The present systematic review shows compelling evidence of the benefits of PA in EF ranging from single sessions to long-term interventions, given that the studies included show improvement in at least one EF variable, indicating a consistency of the benefits of PA on EF in overweight and obese adults, as well as the relevance of exercise and its benefits in overweight and obese adults. Furthermore, the present systematic review helped identify how exercise and PA interventions may present as a promising therapeutic strategy not only to promote weight loss but also to improve EF and overall well-being in this population, providing evidence-based recommendations for clinical practice and public health interventions.

Most of the studies included in this review agree with the improvements coming from PA interventions and a healthy lifestyle, but there are also outcomes focusing on targeting EF for weight loss in adults; therefore, it might also be interesting to further research EF as a predictor for healthy aging due the decisions made through the life span and the long-term benefits coming from it. It is important to note that a potential limitation may be that most studies focus on acute and short-term interventions, which raises questions regarding the long-term effects of these PA interventions on EF in overweight and obese adults.

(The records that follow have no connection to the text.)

//! Ingress SSO mutation webhook

use std::sync::Arc;

use axum::extract::rejection::JsonRejection;
use axum::extract::State;
use axum::Json;
use k8s_openapi::api::networking::v1::Ingress;
use kube::api::DynamicObject;
use kube::core::admission::{AdmissionRequest, AdmissionResponse, AdmissionReview};
use platform_ingress::SsoAnnotator;
use tracing::info;

use super::{
    admitted_object, decode_object, diff_patch, parse_review, patched_response, WebhookError,
    WebhookState,
};

/// Handle mutating admission review for Ingresses
pub async fn mutate_handler(
    State(state): State<Arc<WebhookState>>,
    body: Result<Json<AdmissionReview<DynamicObject>>, JsonRejection>,
) -> Result<Json<AdmissionReview<DynamicObject>>, WebhookError> {
    let request = parse_review(body)?;
    let response = match &state.sso {
        Some(annotator) => mutate_ingress(annotator, &request).await?,
        None => AdmissionResponse::from(&request),
    };
    Ok(Json(response.into_review()))
}

async fn mutate_ingress(
    annotator: &SsoAnnotator,
    request: &AdmissionRequest<DynamicObject>,
) -> Result<AdmissionResponse, WebhookError> {
    let Some(obj) = admitted_object(request) else {
        return Ok(AdmissionResponse::from(request));
    };
    let ingress: Ingress = decode_object(obj, "Ingress")?;

    match annotator.annotate(&ingress).await? {
        Some(updated) => {
            info!(uid = %request.uid, ingress = ?ingress.metadata.name, "adding SSO annotations");
            patched_response(request, diff_patch(&ingress, &updated)?)
        }
        None => Ok(AdmissionResponse::from(request)),
    }
}
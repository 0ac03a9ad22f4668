//! Controller runner - builds controller futures for each feature
//!
//! Each `build_*` function returns a Vec of boxed futures that can be composed
//! by the caller. This keeps controller construction pure and testable.

use std::future::Future;
use std::pin::Pin;
use std::sync::Arc;

use futures::StreamExt;
use k8s_openapi::api::core::v1::{Namespace, Pod, ResourceQuota};
use k8s_openapi::api::networking::v1::Ingress;
use kube::runtime::reflector::{ObjectRef, Store};
use kube::runtime::watcher::Config as WatcherConfig;
use kube::runtime::Controller;
use kube::{Api, Client};

use platform_cleanup::{CleanupContext, KubeNamespaceApi};
use platform_common::crd::ClusterResourceQuota;
use platform_ingress::{IngressContext, KubeIngressApi, SsoAnnotator};
use platform_pod::{KubePodClient, PodContext, PodMutator};
use platform_quota::QuotaContext;

use crate::config::OperatorConfig;

/// Watcher timeout (seconds) - must be less than client read_timeout (30s)
/// This forces the API server to close the watch before the client times out,
/// preventing "body read timed out" errors on idle watches.
const WATCH_TIMEOUT_SECS: u32 = 25;

/// A controller future ready to be polled
pub type ControllerFuture = Pin<Box<dyn Future<Output = ()> + Send>>;

fn watcher_config() -> WatcherConfig {
    WatcherConfig::default().timeout(WATCH_TIMEOUT_SECS)
}

/// Every ClusterResourceQuota currently known, as reconcile requests
///
/// A ResourceQuota or Namespace event can change the totals of whichever
/// ClusterResourceQuota selects it, and the selection itself may be what
/// changed, so every quota is re-evaluated.
fn all_cluster_quotas(store: &Store<ClusterResourceQuota>) -> Vec<ObjectRef<ClusterResourceQuota>> {
    store
        .state()
        .iter()
        .map(|quota| ObjectRef::from_obj(quota.as_ref()))
        .collect()
}

/// Build the ClusterResourceQuota controller
pub fn build_quota_controllers(client: Client, config: &OperatorConfig) -> Vec<ControllerFuture> {
    let ctx = Arc::new(QuotaContext::new(client.clone(), config.quota_resync()));
    let quotas: Api<ClusterResourceQuota> = Api::all(client.clone());
    let resource_quotas: Api<ResourceQuota> = Api::all(client.clone());
    let namespaces: Api<Namespace> = Api::all(client);

    let controller = Controller::new(quotas, watcher_config());
    let store_for_quotas = controller.store();
    let store_for_namespaces = controller.store();

    tracing::info!("- ClusterResourceQuota controller");

    vec![Box::pin(
        controller
            .watches(resource_quotas, watcher_config(), move |_rq| {
                all_cluster_quotas(&store_for_quotas)
            })
            .watches(namespaces, watcher_config(), move |_ns| {
                all_cluster_quotas(&store_for_namespaces)
            })
            .shutdown_on_signal()
            .run(platform_quota::reconcile, platform_quota::error_policy, ctx)
            .for_each(log_reconcile_result("ClusterResourceQuota")),
    )]
}

/// Build the pod and namespace annotation controllers
pub fn build_pod_controllers(
    client: Client,
    mutator: PodMutator,
    config: &OperatorConfig,
) -> Vec<ControllerFuture> {
    let ctx = Arc::new(PodContext::new(
        Arc::new(KubePodClient::new(client.clone())),
        mutator,
        config.annotation_interval(),
    ));
    let pods: Api<Pod> = Api::all(client.clone());
    let namespaces: Api<Namespace> = Api::all(client);

    let pod_ctrl = Controller::new(pods, watcher_config())
        .shutdown_on_signal()
        .run(
            platform_pod::reconcile_pod,
            platform_pod::error_policy,
            ctx.clone(),
        )
        .for_each(log_reconcile_result("Pod"));

    let ns_ctrl = Controller::new(namespaces, watcher_config())
        .shutdown_on_signal()
        .run(
            platform_pod::reconcile_namespace,
            platform_pod::error_policy,
            ctx,
        )
        .for_each(log_reconcile_result("NamespaceAnnotations"));

    tracing::info!("- Pod annotation controller");
    tracing::info!("- Namespace annotation controller");

    vec![Box::pin(pod_ctrl), Box::pin(ns_ctrl)]
}

/// Build the ingress SSO controller
pub fn build_ingress_controllers(client: Client, config: &OperatorConfig) -> Vec<ControllerFuture> {
    let ctx = Arc::new(IngressContext {
        annotator: SsoAnnotator::new(
            Arc::new(KubeIngressApi::new(client.clone())),
            config.sso_config(),
        ),
    });
    let ingresses: Api<Ingress> = Api::all(client);

    tracing::info!("- Ingress SSO controller");

    vec![Box::pin(
        Controller::new(ingresses, watcher_config())
            .shutdown_on_signal()
            .run(platform_ingress::reconcile, platform_ingress::error_policy, ctx)
            .for_each(log_reconcile_result("Ingress")),
    )]
}

/// Build the namespace cleanup controller
pub fn build_cleanup_controllers(client: Client, config: &OperatorConfig) -> Vec<ControllerFuture> {
    let ctx = Arc::new(CleanupContext {
        api: Arc::new(KubeNamespaceApi::new(client.clone())),
        interval: config.cleanup_interval(),
    });
    let namespaces: Api<Namespace> = Api::all(client);

    tracing::info!("- Namespace cleanup controller");

    vec![Box::pin(
        Controller::new(namespaces, watcher_config())
            .shutdown_on_signal()
            .run(platform_cleanup::reconcile, platform_cleanup::error_policy, ctx)
            .for_each(log_reconcile_result("NamespaceCleanup")),
    )]
}

/// Creates a closure for logging reconciliation results.
fn log_reconcile_result<T: std::fmt::Debug, E: std::fmt::Debug>(
    controller_name: &'static str,
) -> impl Fn(Result<T, E>) -> std::future::Ready<()> {
    move |result| {
        match result {
            Ok(action) => tracing::debug!(?action, "{} reconciliation completed", controller_name),
            Err(e) => tracing::error!(error = ?e, "{} reconciliation error", controller_name),
        }
        std::future::ready(())
    }
}

#[cfg(test)]
mod tests {
    use super::*;
    use kube::runtime::reflector::store::Writer;
    use kube::runtime::watcher::Event;

    fn quota(name: &str) -> ClusterResourceQuota {
        let mut q = ClusterResourceQuota::new(name, Default::default());
        q.metadata.resource_version = Some("1".to_string());
        q
    }

    #[test]
    fn every_known_quota_is_requeued() {
        let mut writer: Writer<ClusterResourceQuota> = Writer::default();
        writer.apply_watcher_event(&Event::Apply(quota("team-a")));
        writer.apply_watcher_event(&Event::Apply(quota("team-b")));
        let store = writer.as_reader();

        let mut names: Vec<String> = all_cluster_quotas(&store)
            .into_iter()
            .map(|r| r.name)
            .collect();
        names.sort();
        assert_eq!(names, vec!["team-a", "team-b"]);
    }

    #[test]
    fn empty_store_requeues_nothing() {
        let writer: Writer<ClusterResourceQuota> = Writer::default();
        assert!(all_cluster_quotas(&writer.as_reader()).is_empty());
    }
}
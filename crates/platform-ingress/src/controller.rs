//! Ingress reconciler
//!
//! Applies the same SSO annotations as the webhook to ingresses that were
//! created before the webhook existed or while it was unavailable.

use std::sync::Arc;
use std::time::Duration;

use k8s_openapi::api::networking::v1::Ingress;
use kube::runtime::controller::Action;
use kube::ResourceExt;
use tracing::{error, info};

use crate::annotator::SsoAnnotator;
use crate::error::IngressError;

/// Controller context
pub struct IngressContext {
    /// Annotation rules and API access
    pub annotator: SsoAnnotator,
}

/// Annotate one ingress if it needs it
pub async fn reconcile(ingress: Arc<Ingress>, ctx: Arc<IngressContext>) -> Result<Action, IngressError> {
    let Some(updated) = ctx.annotator.annotate(&ingress).await? else {
        return Ok(Action::await_change());
    };

    let namespace = ingress.namespace().unwrap_or_default();
    let name = ingress.name_any();
    let annotations = updated.annotations();
    match ctx
        .annotator
        .api()
        .patch_ingress_annotations(&namespace, &name, annotations)
        .await
        .map_err(IngressError::from)
    {
        Ok(()) => {
            info!(ingress = %name, namespace = %namespace, "applied SSO annotations");
            Ok(Action::await_change())
        }
        Err(e) if e.is_not_found() => Ok(Action::await_change()),
        Err(e) => Err(e),
    }
}

/// Log and retry shortly
pub fn error_policy(ingress: Arc<Ingress>, error: &IngressError, _ctx: Arc<IngressContext>) -> Action {
    error!(?error, ingress = %ingress.name_any(), "ingress annotation failed");
    Action::requeue(Duration::from_secs(5))
}
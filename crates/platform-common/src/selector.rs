//! Namespace label selectors
//!
//! A selector is rendered into a label query for server-side listing and can
//! also be evaluated locally against a label map.

use std::collections::BTreeMap;

use schemars::JsonSchema;
use serde::{Deserialize, Serialize};

use crate::Error;

/// Set-based selector operator
#[derive(Clone, Copy, Debug, Deserialize, Serialize, PartialEq, Eq, JsonSchema)]
pub enum SelectorOperator {
    /// Label value is one of the listed values
    In,
    /// Label is absent or its value is not one of the listed values
    NotIn,
    /// Label is present with any value
    Exists,
    /// Label is absent
    DoesNotExist,
}

/// One set-based requirement
#[derive(Clone, Debug, Deserialize, Serialize, PartialEq, Eq, JsonSchema)]
pub struct LabelSelectorRequirement {
    /// Label key
    pub key: String,
    /// How the key relates to the values
    pub operator: SelectorOperator,
    /// Values for In/NotIn; must be empty for Exists/DoesNotExist
    #[serde(default, skip_serializing_if = "Vec::is_empty")]
    pub values: Vec<String>,
}

/// Selects namespaces by label
///
/// All requirements are ANDed. An empty selector matches every namespace.
#[derive(Clone, Debug, Default, Deserialize, Serialize, PartialEq, Eq, JsonSchema)]
#[serde(rename_all = "camelCase")]
pub struct NamespaceSelector {
    /// Exact label matches
    #[serde(default, skip_serializing_if = "BTreeMap::is_empty")]
    pub match_labels: BTreeMap<String, String>,
    /// Set-based requirements
    #[serde(default, skip_serializing_if = "Vec::is_empty")]
    pub match_expressions: Vec<LabelSelectorRequirement>,
}

impl NamespaceSelector {
    /// Selector with only exact label matches
    pub fn from_labels<K, V>(labels: impl IntoIterator<Item = (K, V)>) -> Self
    where
        K: Into<String>,
        V: Into<String>,
    {
        Self {
            match_labels: labels
                .into_iter()
                .map(|(k, v)| (k.into(), v.into()))
                .collect(),
            match_expressions: Vec::new(),
        }
    }

    /// True if the selector has no requirements
    pub fn is_empty(&self) -> bool {
        self.match_labels.is_empty() && self.match_expressions.is_empty()
    }

    /// Check the selector is well formed
    pub fn validate(&self) -> Result<(), Error> {
        for (key, value) in &self.match_labels {
            validate_token("label key", key)?;
            if !value.is_empty() {
                validate_token("label value", value)?;
            }
        }
        for req in &self.match_expressions {
            validate_token("label key", &req.key)?;
            match req.operator {
                SelectorOperator::In | SelectorOperator::NotIn => {
                    if req.values.is_empty() {
                        return Err(Error::invalid_selector(format!(
                            "operator {:?} on {} requires at least one value",
                            req.operator, req.key
                        )));
                    }
                    for v in &req.values {
                        validate_token("label value", v)?;
                    }
                }
                SelectorOperator::Exists | SelectorOperator::DoesNotExist => {
                    if !req.values.is_empty() {
                        return Err(Error::invalid_selector(format!(
                            "operator {:?} on {} takes no values",
                            req.operator, req.key
                        )));
                    }
                }
            }
        }
        Ok(())
    }

    /// Render as a label query (`a=b,c in (d,e),!f`)
    ///
    /// An empty selector renders as an empty query, which lists everything.
    pub fn to_query(&self) -> Result<String, Error> {
        self.validate()?;
        let mut parts: Vec<String> = self
            .match_labels
            .iter()
            .map(|(k, v)| format!("{}={}", k, v))
            .collect();
        for req in &self.match_expressions {
            parts.push(match req.operator {
                SelectorOperator::In => format!("{} in ({})", req.key, req.values.join(",")),
                SelectorOperator::NotIn => {
                    format!("{} notin ({})", req.key, req.values.join(","))
                }
                SelectorOperator::Exists => req.key.clone(),
                SelectorOperator::DoesNotExist => format!("!{}", req.key),
            });
        }
        Ok(parts.join(","))
    }

    /// Evaluate against a label map
    pub fn matches(&self, labels: &BTreeMap<String, String>) -> bool {
        let labels_ok = self
            .match_labels
            .iter()
            .all(|(k, v)| labels.get(k) == Some(v));
        labels_ok
            && self.match_expressions.iter().all(|req| {
                let value = labels.get(&req.key);
                match req.operator {
                    SelectorOperator::In => value.is_some_and(|v| req.values.contains(v)),
                    SelectorOperator::NotIn => !value.is_some_and(|v| req.values.contains(v)),
                    SelectorOperator::Exists => value.is_some(),
                    SelectorOperator::DoesNotExist => value.is_none(),
                }
            })
    }
}

fn validate_token(what: &str, token: &str) -> Result<(), Error> {
    if token.is_empty() {
        return Err(Error::invalid_selector(format!("{} must not be empty", what)));
    }
    if token
        .chars()
        .any(|c| c.is_whitespace() || matches!(c, ',' | '=' | '!' | '(' | ')'))
    {
        return Err(Error::invalid_selector(format!(
            "{} {:?} contains reserved characters",
            what, token
        )));
    }
    Ok(())
}
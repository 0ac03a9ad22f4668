//! Error types for namespace cleanup

use thiserror::Error;

/// Errors from the cleanup controller
#[derive(Debug, Error)]
pub enum CleanupError {
    /// The auto-delete label isn't a lifetime
    #[error("invalid auto-delete lifetime {value:?} on namespace {namespace}: {message}")]
    InvalidLifetime {
        /// Namespace carrying the label
        namespace: String,
        /// Raw label value
        value: String,
        /// What's wrong with it
        message: String,
    },

    /// API failure
    #[error(transparent)]
    Api(#[from] platform_common::Error),
}
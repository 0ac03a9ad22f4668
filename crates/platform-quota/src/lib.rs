//! Hierarchical resource quota engine
//!
//! A `ClusterResourceQuota` caps the summed hard limits of the ResourceQuotas
//! in every namespace its selector matches. This crate holds the pieces that
//! enforce and report that cap:
//!
//! - [`store`]: the read/update surface against the API server
//! - [`collector`]: lists matched namespaces and sums their quotas
//! - [`controller`]: recomputes `status` from live quotas
//! - [`admission`]: allow/deny gates for quota writes

pub mod admission;
pub mod collector;
pub mod controller;
pub mod store;

#[cfg(test)]
pub(crate) mod testing;

pub use admission::{Decision, QuotaAdmission};
pub use collector::{find_matching, MatchedQuotas, QuotaId};
pub use controller::{error_policy, reconcile, QuotaContext};
pub use store::{KubeQuotaStore, QuotaStore};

Additionally, most of the included studies focus on young and middle-aged adult groups, with little attention on the effects on overweight and obese older adults. Furthermore, another potential limitation is the heterogeneity of the study designs and PA interventions of the included studies in terms of durations and intensity, as well as the heterogeneity of the tasks used to evaluate EF. In this regard, we recommend future systematic reviews focus on specific EF tasks and interventions with specific PA characteristics (e.g., intensity, duration, etc.), as well as evaluate further the long-term effects of PA interventions on EF in this population. Despite these potential limitations, evidence from the present systematic review indicates that these non-pharmacological alternatives could be useful in assessing public health conditions that are increasingly present in younger people, raising the worrying scenario of more people being susceptible to pathological aging, and providing evidence-based recommendations to address these concerns.